A leading critic of the hydropower transmission line through western Maine has leaped into the Republican primary field in Maine’s 2nd Congressional District.
Elizabeth Caruso, the top elected official in tiny Caratunk in Somerset County, filed paperwork Friday to enter the increasingly crowded GOP contest for the chance to take on two-term U.S. Rep. Jared Golden, a Lewiston Democrat. Golden is among the most vulnerable Democratic incumbents because his sprawling district leans Republican.
Caruso, who could not be reached, has been the first selectman of her 66-person town since 2006 and has used the position in recent years to fight the proposed electrical transmission line under construction between Quebec and Lewiston.
Also in the running to take on Golden are ex-U.S. Rep. Bruce Poliquin, state Rep. Mike Perkins of Oakland and Sean Joyce of Newburgh. A primary to choose the party’s standard bearer will likely take place in June. Party leaders in Washington have thrown their support behind Poliquin, who held the seat until Golden defeated him in 2018.
Former state Sen. Tom Saviello of Wilton said that while he remains a solid Golden supporter — “he is a moderate voice down there and a voice of reason” — he likes Caruso.
“Liz is brilliant. I really enjoyed working with her” against the corridor project, he said, because she’s articulate, bright and nice. Saviello said, though, she ought to run for a state House seat first to learn how the system works before taking aim at Congress.
Caruso has been among those trying to block the $1 billion project to bring hydropower to the New England grid through a new corridor that includes a new section through the woods between Lake Megantic in Quebec to The Forks in western Maine.
In a July letter to the editor of the Mount Desert Islander, Caruso said the New England Clean Energy Connect project is “not green, not clean and not beneficial to Maine’s citizens or lands” as she urged voters “to reject this green-energy scam and save Maine.”
Voters this month overwhelmingly backed a statewide referendum to stop the project but it is unclear whether the measure will succeed in its bid to pull the plug on the NECEC endeavor pushed by Central Maine Power Co. and its parent company Avangrid.

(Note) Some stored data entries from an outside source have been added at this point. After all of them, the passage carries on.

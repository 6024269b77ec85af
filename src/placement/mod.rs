//! Placement pipeline.
//!
//! Per glyph: default position, directional adjustment (or its override), beta
//! repositioning for props that share a location, then rotation.

/// Beta offset magnitudes and their cache.
pub mod beta;
/// Default grid positions, arrow anchors and adjustment magnitudes.
pub mod default;
/// Quadrant-aware adjustment of arrow offsets.
pub mod directional;
/// The engine.
pub mod orchestrator;
/// Letter-group beta strategies.
pub mod reposition;
/// Arrow and prop rotation angles.
pub mod rotation;
/// Override data store.
pub mod special;
/// Turns-tuple keys.
pub mod turns_key;
//! Symbolic state of a pictograph.
//!
//! Nothing here knows about scene coordinates beyond unit vectors of grid locations.

/// Letters and their structural groups.
pub mod letter;
/// Colors, motion types, orientations, turns and the per-motion record.
pub mod model;
/// The full per-pictograph input key.
pub mod pictograph;
/// Prop kinds and their size classes.
pub mod prop;
/// Mirror, rotate and color-swap transforms.
pub mod symmetry;
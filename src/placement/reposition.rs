//! Beta repositioning: separating two props that end on the same location.
//!
//! Small props and big unilateral props check their guards in a different order, so each
//! class gets its own [`BetaStrategy`]. Both share the letter-group dispatch that picks an
//! anchor prop and its direction; the other prop always moves the opposite way.

use crate::{
    foundation::core::{Direction, Location, Vec2},
    foundation::math::turn_cw,
    motion::letter::BetaLetterGroup,
    motion::model::{Color, MotionState, MotionType, PropRotDir},
    motion::pictograph::PictographKey,
    motion::prop::{PropClassification, PropType},
    placement::beta::PositionOffsetCache,
};

#[derive(Clone, Copy, Debug, PartialEq)]
/// Displacement of each prop from its default position.
pub struct BetaOffsets {
    /// Blue prop offset.
    pub blue: Vec2,
    /// Red prop offset.
    pub red: Vec2,
}

impl BetaOffsets {
    /// Offset of the given prop.
    pub fn get(&self, color: Color) -> Vec2 {
        match color {
            Color::Blue => self.blue,
            Color::Red => self.red,
        }
    }
}

#[derive(Clone, Copy, Debug, PartialEq)]
/// Result of beta repositioning. Positions are never mutated; callers apply this.
pub enum BetaOutcome {
    /// Both props go back to their default (non-beta) position.
    Reset,
    /// No conflict or nothing to do.
    Unmoved,
    /// Move the props apart.
    Offset(BetaOffsets),
}

impl BetaOutcome {
    /// Offset to apply to `color`'s prop (zero unless [`BetaOutcome::Offset`]).
    pub fn offset_for(&self, color: Color) -> Vec2 {
        match self {
            BetaOutcome::Offset(offsets) => offsets.get(color),
            BetaOutcome::Reset | BetaOutcome::Unmoved => Vec2::ZERO,
        }
    }
}

/// Guard ordering for one prop class.
pub trait BetaStrategy {
    /// Decide whether and how the two props of `pictograph` separate.
    fn reposition(
        &self,
        pictograph: &PictographKey,
        prop_type: PropType,
        offsets: &mut PositionOffsetCache,
    ) -> BetaOutcome;
}

/// Every prop class except big unilateral props.
#[derive(Clone, Copy, Debug, Default)]
pub struct SmallPropStrategy;

impl BetaStrategy for SmallPropStrategy {
    fn reposition(
        &self,
        pictograph: &PictographKey,
        prop_type: PropType,
        offsets: &mut PositionOffsetCache,
    ) -> BetaOutcome {
        if !pictograph.props_share_end_location() {
            return BetaOutcome::Unmoved;
        }
        if pictograph.ends_with_layer3() {
            return BetaOutcome::Reset;
        }
        if ends_facing_apart(pictograph)
            && prop_type.classification() == PropClassification::SmallUnilateral
        {
            return BetaOutcome::Unmoved;
        }
        match pictograph.letter.beta_group() {
            Some(group) => apply_group(group, pictograph, prop_type, offsets),
            None => BetaOutcome::Unmoved,
        }
    }
}

/// Big unilateral props (big hoop, guitar, sword, ...).
#[derive(Clone, Copy, Debug, Default)]
pub struct BigUnilateralStrategy;

impl BetaStrategy for BigUnilateralStrategy {
    fn reposition(
        &self,
        pictograph: &PictographKey,
        prop_type: PropType,
        offsets: &mut PositionOffsetCache,
    ) -> BetaOutcome {
        // Checked before anything else, shared location or not.
        if pictograph.ends_with_layer3() {
            return BetaOutcome::Reset;
        }
        if !pictograph.props_share_end_location() || ends_facing_apart(pictograph) {
            return BetaOutcome::Unmoved;
        }
        match pictograph.letter.beta_group() {
            Some(group) => apply_group(group, pictograph, prop_type, offsets),
            // Letters outside the groups stay where they are.
            None => BetaOutcome::Unmoved,
        }
    }
}

/// Picks the strategy for the active prop type.
#[derive(Clone, Copy, Debug, Default)]
pub struct LetterGroupRepositioner;

impl LetterGroupRepositioner {
    /// Beta outcome for `pictograph` with props of `prop_type`.
    pub fn reposition(
        pictograph: &PictographKey,
        prop_type: PropType,
        offsets: &mut PositionOffsetCache,
    ) -> BetaOutcome {
        match prop_type.classification() {
            PropClassification::BigUnilateral => {
                BigUnilateralStrategy.reposition(pictograph, prop_type, offsets)
            }
            PropClassification::SmallUnilateral
            | PropClassification::SmallBilateral
            | PropClassification::BigBilateral => {
                SmallPropStrategy.reposition(pictograph, prop_type, offsets)
            }
        }
    }
}

fn ends_facing_apart(p: &PictographKey) -> bool {
    p.ends_with_in_out_ori() || p.ends_with_clock_counter_ori()
}

fn apply_group(
    group: BetaLetterGroup,
    pictograph: &PictographKey,
    prop_type: PropType,
    offsets: &mut PositionOffsetCache,
) -> BetaOutcome {
    let Some((anchor, direction)) = anchor_direction(group, pictograph) else {
        return BetaOutcome::Unmoved;
    };
    let size = prop_type.size_class();
    let moved = offsets.get(size, direction);
    let other = offsets.get(size, direction.opposite());
    let (blue, red) = match anchor {
        Color::Blue => (moved, other),
        Color::Red => (other, moved),
    };
    BetaOutcome::Offset(BetaOffsets { blue, red })
}

/// Prop that leads the separation and the direction it moves in.
fn anchor_direction(group: BetaLetterGroup, p: &PictographKey) -> Option<(Color, Direction)> {
    match group {
        BetaLetterGroup::GH | BetaLetterGroup::JKL => Some((Color::Red, travel_direction(&p.red)?)),
        BetaLetterGroup::I => {
            let pro = p.motion_of_type(MotionType::Pro)?;
            Some((pro.color, travel_direction(pro)?))
        }
        BetaLetterGroup::YZ | BetaLetterGroup::YZDash => {
            let shift = p.shift()?;
            Some((shift.color, travel_direction(shift)?))
        }
        BetaLetterGroup::Beta => Some((
            Color::Red,
            perpendicular(p.red.end_loc, PropRotDir::Clockwise)?,
        )),
        BetaLetterGroup::Psi => {
            let dash = p.motion_of_type(MotionType::Dash)?;
            Some((dash.color, perpendicular(dash.end_loc, dash.prop_rot_dir)?))
        }
        BetaLetterGroup::PsiDash => Some((
            Color::Red,
            perpendicular(p.red.end_loc, p.red.prop_rot_dir)?,
        )),
    }
}

/// Direction the hand was moving in when it arrived, along the grid circle.
fn travel_direction(motion: &MotionState) -> Option<Direction> {
    let travel = motion.travel();
    let radial = motion.end_loc.unit_vec();
    Direction::from_vec(travel - radial * travel.dot(radial))
}

/// Tangent at `location`, clockwise unless the rotation is counter-clockwise.
fn perpendicular(location: Location, rot: PropRotDir) -> Option<Direction> {
    let cw = turn_cw(location.unit_vec());
    match rot {
        PropRotDir::CounterClockwise => Direction::from_vec(-cw),
        PropRotDir::Clockwise | PropRotDir::NoRotation => Direction::from_vec(cw),
    }
}

#[cfg(test)]
#[path = "../../tests/unit/placement/reposition.rs"]
mod tests;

Caruso, an industrial engineer by training, moved from Connecticut to “this amazing beautiful and peaceful area” of Caratunk in 1994, according to testimony she submitted against the project.
Caruso, a 1991 graduate of Rensselaer Polytechnic Institute, has worked as an engineer for Sikorsky Aircraft and as a Maine Registered Whitewater Guide. At one point she served as the first executive director of The Forks Area Chamber of Commerce, which she helped create.
In testimony against the NECEC project, she said she is an outdoor enthusiast who has “spent countless hours navigating the Kennebec, Dead and Penobscot rivers, boating on the area’s lake and ponds, cross-country skiing, snowshoeing, hiking the area’s mountains and trails, snowmobiling, ATV-ing and fishing.”
She said she has been a full-time home-schooling mother since 2009 and that her husband and sons “provide our family’s organic grass-fed meat every year by hunting the area’s deer and moose.”
Her husband, Gregory, is a Maine Master Guide whose livelihood is based entirely on the tourist trade in her region.